Theresa May has been forced to scrap a host of her most controversial policies after the Conservatives lost their majority in the snap general election.
The Prime Minister used the Queen’s Speech to outline multiple bills on the UK’s exit from the European Union.
Legislation on trade, agriculture and immigration previously handled by the EU needs to be written into British law, meaning Brexit will dominate the next two years of Parliament.
Source: The Independent
Democratic Unionist Party (DUP) has played down reports it is seeking £2bn in extra funding for Northern Ireland in return for supporting the Tories. Earlier, sources told the BBC the DUP wanted £1bn invested in Northern Ireland's health service and a similar figure for infrastructure projects.
[...] Prime Minister Theresa May is seeking the support of the DUP's 10 MPs after losing her majority in the general election.
Both sides have been locked in talks for 11 days, but to date they have not confirmed a deal to prop up a Conservative minority government. On Tuesday, a senior DUP source said the party could not be "taken for granted" and urged the Conservatives to give a "greater focus" to their negotiations.
Source: BBC News
British negotiators have capitulated to key European demands for a phased approach to Brexit talks, agreeing to park discussions on free trade until they have thrashed out the cost of the multibillion-euro UK divorce settlement.
Putting a brave face on a concession that may further strengthen the tactical dominance of the EU, the Brexit secretary, David Davis, insisted [...] “It’s not how it starts, it’s how it finishes that matters,” Davis said in Brussels after the first day of formal talks. “Nothing is agreed until everything is agreed.”
[...] One EU official said the first day had been a show for the cameras and the meat of the negotiations would start on 10 July.
Source: The Guardian
Jeremy Corbyn insisted Labour is a “government-in-waiting” as he taunted Theresa May over the loss of her parliamentary majority, promising to vote down unpopular austerity measures and offer “strong and stable leadership”.
[...] Corbyn called May’s minority administration “a government without a majority, without a mandate, without a serious legislative programme, led by a prime minister who has lost her political authority, and is struggling to stitch together a deal to stay in office”.
[...] MPs will vote on the Queen’s speech next week and senior Conservative sources have repeatedly said they believe it will command the confidence of the House. But even if MPs fall into line, it became clear on Thursday that May could face a series of battles in the House of Lords over Brexit legislation.
Source: The Guardian
Representing centre-right to right-wing values, the protestant party [DUP] is the largest in Northern Ireland by number of seats but only represents constituencies within Northern Ireland.
[...] Though Northern Ireland could be set to benefit financially from close ties to Westminster, critics argue that these ties could threaten to undermine hard-fought political cohesion in the country.
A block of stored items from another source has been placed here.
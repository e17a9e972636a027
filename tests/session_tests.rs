// SPDX-License-Identifier: GPL-3.0-only

//! Integration tests for the session contract, run against the simulated
//! transport

use tofcam::wire::{CloudPoint, DataFormat, DevicePath, FrameRate, OperationMode};
use tofcam::{DeviceError, DeviceSession, transport};

/// Device path of the simulated depth+RGB module
fn sim_path() -> DevicePath {
    DevicePath::new(0, "TF-C100", "sim:0", DataFormat::Xyzi)
}

/// Device path simulating the depth-only module
fn sim_depth_only_path() -> DevicePath {
    DevicePath::new(0, "TF-M100", "sim:0", DataFormat::Xyzi)
}

fn connected_session() -> DeviceSession {
    let mut session = DeviceSession::new();
    session.connect(&sim_path()).unwrap();
    session
}

fn frame_buffers(session: &DeviceSession) -> (Vec<u16>, Vec<u16>) {
    let info = session.device_info().unwrap();
    let pixels = info.width as usize * info.height as usize;
    (vec![0u16; pixels], vec![0u16; pixels])
}

#[test]
fn test_operations_before_connect_fail_with_negative_codes() {
    let mut session = DeviceSession::new();
    let mut depth = vec![0u16; 4];
    let mut ir = vec![0u16; 4];

    assert!(session.start().unwrap_err().code() < 0);
    assert!(session.stop().unwrap_err().code() < 0);
    assert!(
        session
            .read_depth_ir_frame(&mut depth, &mut ir)
            .unwrap_err()
            .code()
            < 0
    );
    assert!(session.set_amplitude_threshold(10).unwrap_err().code() < 0);
    assert!(session.get_frame_rate().unwrap_err().code() < 0);
    assert_eq!(session.get_serial_number().unwrap_err(), DeviceError::NotOpened);
}

#[test]
fn test_discovery_without_hardware_reports_no_simulated_entries() {
    let devices = transport::discover(false);
    assert!(devices.iter().all(|d| !d.path().starts_with("sim:")));
}

#[test]
fn test_discovery_with_simulator_is_never_empty() {
    let devices = transport::discover(true);
    assert!(!devices.is_empty());
}

#[test]
fn test_connect_twice_fails() {
    let mut session = connected_session();
    let err = session.connect(&sim_path()).unwrap_err();
    assert_eq!(err.code(), -1);
}

#[test]
fn test_start_succeeds_exactly_once_per_cycle() {
    let mut session = connected_session();

    session.start().unwrap();
    assert_eq!(session.start().unwrap_err().code(), -1);

    // Stop intervenes: start is allowed again
    session.stop().unwrap();
    session.start().unwrap();
    assert!(session.is_streaming());
    session.disconnect();
}

#[test]
fn test_stop_is_idempotent_while_connected() {
    let mut session = connected_session();
    session.start().unwrap();
    session.stop().unwrap();
    session.stop().unwrap();
    session.disconnect();
    // After disconnect there is no device to stop
    assert_eq!(session.stop().unwrap_err(), DeviceError::NotOpened);
}

#[test]
fn test_sleep_mode_blocks_start() {
    let mut session = connected_session();
    session.set_operation_mode(OperationMode::Sleep).unwrap();
    assert_eq!(session.start().unwrap_err().code(), -1);

    session.set_operation_mode(OperationMode::Active).unwrap();
    session.start().unwrap();
}

#[test]
fn test_read_before_start_fails_without_touching_buffers() {
    let mut session = connected_session();
    let (mut depth, mut ir) = frame_buffers(&session);
    let err = session.read_depth_ir_frame(&mut depth, &mut ir).unwrap_err();
    assert_eq!(err.code(), -4);
    assert!(depth.iter().all(|&d| d == 0));
    assert!(ir.iter().all(|&d| d == 0));
}

#[test]
fn test_read_rejects_wrong_buffer_sizes() {
    let mut session = connected_session();
    session.start().unwrap();

    let (mut depth, _) = frame_buffers(&session);
    let mut short_ir = vec![0u16; 16];
    let err = session
        .read_depth_ir_frame(&mut depth, &mut short_ir)
        .unwrap_err();
    assert_eq!(err.code(), -10);
    assert!(depth.iter().all(|&d| d == 0));
}

#[test]
fn test_frame_ids_strictly_increase() {
    let mut session = connected_session();
    session.start().unwrap();
    let (mut depth, mut ir) = frame_buffers(&session);

    let mut last_id = 0i64;
    for _ in 0..5 {
        let info = session.read_depth_ir_frame(&mut depth, &mut ir).unwrap();
        assert!(info.frame_id > last_id, "frame ids must strictly increase");
        assert_eq!(info.width, 640);
        assert_eq!(info.height, 480);
        last_id = info.frame_id;
    }
    // The scene contains real samples
    assert!(depth.iter().any(|&d| d > 0));
    assert!(ir.iter().any(|&a| a > 0));
}

#[test]
fn test_frame_ids_survive_stop_start() {
    let mut session = connected_session();
    let (mut depth, mut ir) = frame_buffers(&session);

    session.start().unwrap();
    let before = session.read_depth_ir_frame(&mut depth, &mut ir).unwrap();
    session.stop().unwrap();
    session.start().unwrap();
    let after = session.read_depth_ir_frame(&mut depth, &mut ir).unwrap();
    assert!(after.frame_id > before.frame_id);
}

#[test]
fn test_setter_getter_round_trips() {
    let mut session = connected_session();

    session.set_depth_offset(250).unwrap();
    assert_eq!(session.get_depth_offset().unwrap(), 250);

    session.set_amplitude_threshold(42).unwrap();
    assert_eq!(session.get_amplitude_threshold().unwrap(), 42);

    session.set_scattering_threshold(900).unwrap();
    assert_eq!(session.get_scattering_threshold().unwrap(), 900);

    session.set_motion_blur_threshold(128).unwrap();
    assert_eq!(session.get_motion_blur_threshold().unwrap(), 128);

    session.set_frame_rate(FrameRate::Fps15).unwrap();
    assert_eq!(session.get_frame_rate().unwrap(), FrameRate::Fps15);

    session.set_illumination(false).unwrap();
    assert!(!session.get_illumination().unwrap());

    session.set_operation_mode(OperationMode::Active).unwrap();
    assert_eq!(
        session.get_operation_mode().unwrap(),
        OperationMode::Active
    );
}

#[test]
fn test_filter_record_follows_setters() {
    let mut session = connected_session();

    session.set_guided_filter(1200).unwrap();
    session.set_tnr_filter(0.25).unwrap();
    session.set_median_filter().unwrap();
    session.clear_flying_pixel_filter().unwrap();

    let filters = session.filter_settings();
    assert_eq!(filters.guided_filter, Some(1200));
    assert_eq!(filters.tnr_filter, Some(0.25));
    assert!(filters.median_filter);
    assert!(filters.flying_pixel_filter.is_none());

    session.clear_guided_filter().unwrap();
    assert!(session.filter_settings().guided_filter.is_none());
}

#[test]
fn test_out_of_range_values_are_rejected() {
    let mut session = connected_session();
    let before = session.filter_settings().clone();

    assert_eq!(session.set_depth_offset(-1).unwrap_err().code(), -8);
    assert_eq!(session.set_amplitude_threshold(4096).unwrap_err().code(), -8);
    assert_eq!(session.set_scattering_threshold(5000).unwrap_err().code(), -8);
    assert_eq!(session.set_guided_filter(0).unwrap_err().code(), -8);
    assert_eq!(session.set_guided_filter(8001).unwrap_err().code(), -8);
    assert_eq!(session.set_flying_pixel_filter(4096).unwrap_err().code(), -8);
    assert_eq!(session.set_tnr_filter(-0.1).unwrap_err().code(), -8);
    assert_eq!(session.set_tnr_filter(1.01).unwrap_err().code(), -8);
    assert_eq!(session.set_motion_blur_threshold(256).unwrap_err().code(), -8);

    // A rejected value never reaches the configuration record
    assert_eq!(session.filter_settings(), &before);
}

#[test]
fn test_malformed_frame_rate_scalar_is_invalid_param() {
    let err = FrameRate::try_from(25u8).unwrap_err();
    assert_eq!(err.code(), -10);
}

#[test]
fn test_point_cloud_mode_gates_reads() {
    let mut session = connected_session();
    session.set_point_cloud_mode().unwrap();
    session.start().unwrap();

    let (mut depth, mut ir) = frame_buffers(&session);
    let err = session.read_depth_ir_frame(&mut depth, &mut ir).unwrap_err();
    assert_eq!(err.code(), -7);

    let mut points = vec![CloudPoint::default(); depth.len()];
    let info = session.read_point_cloud_frame(&mut points).unwrap();
    assert_eq!(info.frame_type, 1);

    // And the other way around: cloud reads need point-cloud mode
    session.stop().unwrap();
    session.clear_point_cloud_mode().unwrap();
    session.start().unwrap();
    let err = session.read_point_cloud_frame(&mut points).unwrap_err();
    assert_eq!(err.code(), -7);
}

#[test]
fn test_mode_change_rejected_while_streaming() {
    let mut session = connected_session();
    session.start().unwrap();
    assert_eq!(session.set_point_cloud_mode().unwrap_err().code(), -1);
}

#[test]
fn test_point_cloud_matches_pinhole_geometry() {
    let mut session = connected_session();
    let intr = session.get_depth_lens().unwrap().intrinsics;
    session.set_point_cloud_mode().unwrap();
    session.start().unwrap();

    let info = *session.device_info().unwrap();
    let width = info.width as usize;
    let mut points = vec![CloudPoint::default(); width * info.height as usize];
    session.read_point_cloud_frame(&mut points).unwrap();

    let (i, point) = points
        .iter()
        .enumerate()
        .find(|(_, p)| p.z > 0.0)
        .expect("scene contains valid samples");
    let u = (i % width) as f32;
    let v = (i / width) as f32;
    assert!((point.x - (u - intr.cx) * point.z / intr.fx).abs() < 1e-5);
    assert!((point.y - (v - intr.cy) * point.z / intr.fy).abs() < 1e-5);
    assert!(point.intensity >= 0.0 && point.intensity <= 1.0);
}

#[test]
fn test_depth_only_device_has_no_color_calibration() {
    let mut session = DeviceSession::new();
    session.connect(&sim_depth_only_path()).unwrap();

    assert_eq!(session.get_product_name().unwrap(), "TF-M100");
    assert!(!session.device_info().unwrap().has_color_camera());
    assert_eq!(session.get_color_lens().unwrap_err().code(), -7);
    assert_eq!(session.get_extrinsics().unwrap_err().code(), -7);
}

#[test]
fn test_identity_getters_on_color_device() {
    let session = connected_session();

    assert_eq!(session.get_product_name().unwrap(), "TF-C100");
    assert_eq!(session.get_serial_number().unwrap(), "SIM0000001");
    assert_eq!(session.get_firmware_version().unwrap(), [5, 1, 2, 0, 42]);

    let depth = session.get_depth_lens().unwrap();
    assert!(depth.intrinsics.fx > 0.0);
    let ext = session.get_extrinsics().unwrap();
    assert!((ext.rotation[0] - 1.0).abs() < 1e-6);
    assert!(ext.translation[0] > 0.0);

    let (min, max) = session.get_depth_range().unwrap();
    assert!(min < max);
}

#[test]
fn test_disconnect_invalidates_identity() {
    let mut session = connected_session();
    session.start().unwrap();
    session.disconnect();
    session.disconnect();

    assert!(!session.is_connected());
    assert_eq!(session.get_serial_number().unwrap_err(), DeviceError::NotOpened);
    assert_eq!(session.get_depth_lens().unwrap_err(), DeviceError::NotOpened);
}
Under the 1998 Good Friday Agreement, the British government is supposed to be an impartial broker on any disagreements within Northern Ireland's devolved – and currently suspended – parliament, the Northern Ireland Assembly.
[...] The Troubles refer to three decades of sectarian conflict within Northern Ireland, which took place between the late-1960s and the late 1990s.
[...] Power-sharing in the Northern Irish Assembly has been suspended since January amid a political stalemate between the member parties.
Source: CNBC
Unionists/loyalists, who are mostly Protestants and consider themselves British, want Northern Ireland to remain within the United Kingdom. Irish nationalists/republicans, who are mostly Catholics, want Northern Ireland to leave the United Kingdom and join a united Ireland. During The Troubles (1968-1998), 368 republican militants, 291 loyalist militants, 1049 British armed forces, 11 Irish armed forces and 1841 civilians were killed.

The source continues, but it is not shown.